Cette déclaration revient à dire que les Eglises ne peuvent plus et ne doivent plus, comme par le passé, imposer  « une loi politique ».  Certes, elles ont leur place dans le débat social mais sous la forme d’une humble contribution et non dans l’exercice d’un pouvoir dominant. Il ne s’agit plus « d’asséner des vérités » toutes faites mais bien plutôt de faire des propositions de réflexion, de poser des questions, de provoquer une prise de distance par rapport aux jugements hâtifs et aux mouvements d’opinion.

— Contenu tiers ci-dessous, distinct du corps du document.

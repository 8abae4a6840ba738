pub mod game;
pub mod loadout;
pub mod net;
pub mod room;

#[cfg(any(test, feature = "test-helpers"))]
pub mod test_helpers {
    use crate::game::GameMode;
    use crate::loadout::Loadout;
    use crate::net::messages::{ClientMessage, FindGameMsg};

    /// Build a loadout from archetype and weapon selectors.
    pub fn loadout(archetype: &str, weapon: &str) -> Loadout {
        Loadout::new(archetype, weapon)
    }

    /// Build a loadout that also names an ability.
    pub fn loadout_with_ability(archetype: &str, weapon: &str, ability: &str) -> Loadout {
        Loadout {
            ability: Some(ability.to_string()),
            ..Loadout::new(archetype, weapon)
        }
    }

    /// A `FindGame` request with the given mode, name and default loadout.
    pub fn find_game(mode: GameMode, name: &str) -> ClientMessage {
        ClientMessage::FindGame(FindGameMsg {
            mode,
            name: Some(name.to_string()),
            loadout: Loadout::default(),
        })
    }

    /// Assert two floats are within `eps` of each other.
    pub fn assert_close(actual: f32, expected: f32, eps: f32, what: &str) {
        assert!(
            (actual - expected).abs() <= eps,
            "{what}: expected {expected}, got {actual} (eps {eps})"
        );
    }
}
//! Per-room delta state cache.
//!
//! Each tick the world is serialized into a rounded [`Snapshot`] and compared
//! with the last snapshot that was actually handed out. Only entities whose
//! rounded fields changed are sent; bullets and obstacles that disappeared
//! are listed by id, and departed players are sent as `removed` markers.

use std::collections::{HashMap, HashSet};

use skirmish_core::game::{EntityId, GameMode, PlayerId};
use skirmish_core::loadout::AbilityKind;
use skirmish_core::net::state::{
    AbilitySnapshot, BulletSnapshot, ObstacleSnapshot, PlayerEntry, PlayerSnapshot, StatePayload,
    WeaponSnapshot,
};

use crate::character::Character;
use crate::geometry::round_to;
use crate::world::World;

const POSITION_DECIMALS: i32 = 2;
const ANGLE_DECIMALS: i32 = 3;
const TIMER_DECIMALS: i32 = 2;

/// Rounded, wire-ready view of a world at one frame.
#[derive(Debug, Clone, PartialEq)]
pub struct Snapshot {
    pub game_mode: GameMode,
    pub players: Vec<PlayerSnapshot>,
    pub bullets: Vec<BulletSnapshot>,
    pub obstacles: Vec<ObstacleSnapshot>,
}

impl Snapshot {
    /// The snapshot as a full-state payload (no frame number).
    pub fn to_full_payload(&self) -> StatePayload {
        StatePayload {
            frame_number: None,
            game_mode: self.game_mode,
            players: self
                .players
                .iter()
                .map(|p| PlayerEntry::Present(Box::new(p.clone())))
                .collect(),
            bullets: self.bullets.clone(),
            obstacles: self.obstacles.clone(),
            removed_bullets: Vec::new(),
            removed_obstacles: Vec::new(),
        }
    }
}

#[derive(Debug, Clone, Default)]
pub struct StateCache {
    previous: Option<Snapshot>,
    frame_number: u64,
}

impl StateCache {
    pub fn new() -> Self {
        Self::default()
    }

    /// Frames serialized since construction or the last reset.
    pub fn frame_number(&self) -> u64 {
        self.frame_number
    }

    /// The last snapshot that was handed out by [`StateCache::update`].
    pub fn previous(&self) -> Option<&Snapshot> {
        self.previous.as_ref()
    }

    /// Round the world into a snapshot and advance the frame counter.
    pub fn serialize(&mut self, world: &World) -> Snapshot {
        self.frame_number += 1;
        Snapshot {
            game_mode: world.mode,
            players: world.characters.iter().map(player_snapshot).collect(),
            bullets: world
                .bullets
                .iter()
                .map(|b| BulletSnapshot {
                    id: b.id,
                    x: round_to(b.pos.x, POSITION_DECIMALS),
                    y: round_to(b.pos.y, POSITION_DECIMALS),
                    radius: b.radius,
                    color: b.color,
                    player_id: b.owner,
                    active: b.active,
                })
                .collect(),
            obstacles: world
                .obstacles
                .iter()
                .map(|o| ObstacleSnapshot {
                    id: o.id,
                    x: round_to(o.x, POSITION_DECIMALS),
                    y: round_to(o.y, POSITION_DECIMALS),
                    w: round_to(o.w, POSITION_DECIMALS),
                    h: round_to(o.h, POSITION_DECIMALS),
                    color: o.color,
                    angle: o.angle().map(|a| round_to(a, ANGLE_DECIMALS)),
                    health: o.health(),
                })
                .collect(),
        }
    }

    /// Compute what a client holding `previous` needs to reach `current`.
    ///
    /// Without a previous snapshot the result is a full payload. Otherwise it
    /// is a delta stamped with `frame_number`, or `None` if nothing changed.
    pub fn diff(
        current: &Snapshot,
        previous: Option<&Snapshot>,
        frame_number: u64,
    ) -> Option<StatePayload> {
        let Some(previous) = previous else {
            return Some(current.to_full_payload());
        };

        let prev_players: HashMap<PlayerId, &PlayerSnapshot> =
            previous.players.iter().map(|p| (p.id, p)).collect();
        let mut players: Vec<PlayerEntry> = current
            .players
            .iter()
            .filter(|p| prev_players.get(&p.id).is_none_or(|old| *old != *p))
            .map(|p| PlayerEntry::Present(Box::new(p.clone())))
            .collect();
        let current_players: HashSet<PlayerId> = current.players.iter().map(|p| p.id).collect();
        players.extend(
            previous
                .players
                .iter()
                .filter(|p| !current_players.contains(&p.id))
                .map(|p| PlayerEntry::removed(p.id)),
        );

        let (bullets, removed_bullets) =
            diff_by_id(&current.bullets, &previous.bullets, |b| b.id);
        let (obstacles, removed_obstacles) =
            diff_by_id(&current.obstacles, &previous.obstacles, |o| o.id);

        if players.is_empty()
            && bullets.is_empty()
            && obstacles.is_empty()
            && removed_bullets.is_empty()
            && removed_obstacles.is_empty()
        {
            return None;
        }

        Some(StatePayload {
            frame_number: Some(frame_number),
            game_mode: current.game_mode,
            players,
            bullets,
            obstacles,
            removed_bullets,
            removed_obstacles,
        })
    }

    /// Serialize and diff the world. A returned payload becomes the new
    /// baseline; `None` leaves the baseline untouched.
    pub fn update(&mut self, world: &World) -> Option<StatePayload> {
        let current = self.serialize(world);
        let payload = Self::diff(&current, self.previous.as_ref(), self.frame_number);
        if payload.is_some() {
            self.previous = Some(current);
        }
        payload
    }

    /// Forget the baseline so the next update is a full snapshot.
    pub fn reset(&mut self) {
        self.previous = None;
        self.frame_number = 0;
    }
}

/// Entities that are new or changed, and ids that disappeared.
fn diff_by_id<T: Clone + PartialEq>(
    current: &[T],
    previous: &[T],
    id: impl Fn(&T) -> EntityId,
) -> (Vec<T>, Vec<EntityId>) {
    let prev: HashMap<EntityId, &T> = previous.iter().map(|e| (id(e), e)).collect();
    let changed = current
        .iter()
        .filter(|e| prev.get(&id(e)).is_none_or(|old| *old != *e))
        .cloned()
        .collect();
    let live: HashSet<EntityId> = current.iter().map(&id).collect();
    let removed = previous
        .iter()
        .map(&id)
        .filter(|i| !live.contains(i))
        .collect();
    (changed, removed)
}

fn player_snapshot(c: &Character) -> PlayerSnapshot {
    PlayerSnapshot {
        id: c.id,
        name: c.name.clone(),
        x: round_to(c.body.pos.x, POSITION_DECIMALS),
        y: round_to(c.body.pos.y, POSITION_DECIMALS),
        angle: round_to(c.body.angle, ANGLE_DECIMALS),
        hp: c.body.hp.round() as i32,
        max_hp: round_to(c.body.max_hp, POSITION_DECIMALS),
        radius: round_to(c.body.radius, POSITION_DECIMALS),
        kills: c.kills,
        flashing_timer: round_to(c.flashing_timer, TIMER_DECIMALS),
        enlarged: c.ability_active(AbilityKind::Enlarge),
        berserked: c.ability_active(AbilityKind::Berserk),
        dashing: c.ability_active(AbilityKind::Dash),
        primary_weapon: WeaponSnapshot {
            name: c.primary.name().to_string(),
            ammo: c.primary.ammo,
            max_ammo: c.primary.max_ammo,
            is_reloading: c.primary.is_reloading,
        },
        secondary_weapon: c.secondary.as_ref().map(|w| w.name().to_string()),
        special_ability: c.ability.as_ref().map(|a| AbilitySnapshot {
            name: a.name().to_string(),
            current_cooldown: round_to(a.current_cooldown, TIMER_DECIMALS),
            cooldown: a.cooldown,
            is_active: a.is_active,
        }),
    }
}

Le cardinal Pierre Eydt, archevêque de Bordeaux, président de la Commission doctrinale des évêques français dans les années 1995, affirmait que les différents problèmes éthiques seraient l’un des points majeurs du siècle qui s’ouvrait. Quelle forme d’écho cette question trouvera-t-elle dans les débats sur le rapport entre « la Nouvelle Evangélisation » et « les nouvelles cultures ? » En effet, ce n’est pas en « s’enfermant » dans une doctrine qu’elle juge immuable que l’Eglise remplira sa mission d’évangélisation, mais en adoptant résolument une attitude « d’accompagnement » des personnes dans ce qu’elles vivent, au plus près de leurs questions et de leur  manière de les poser.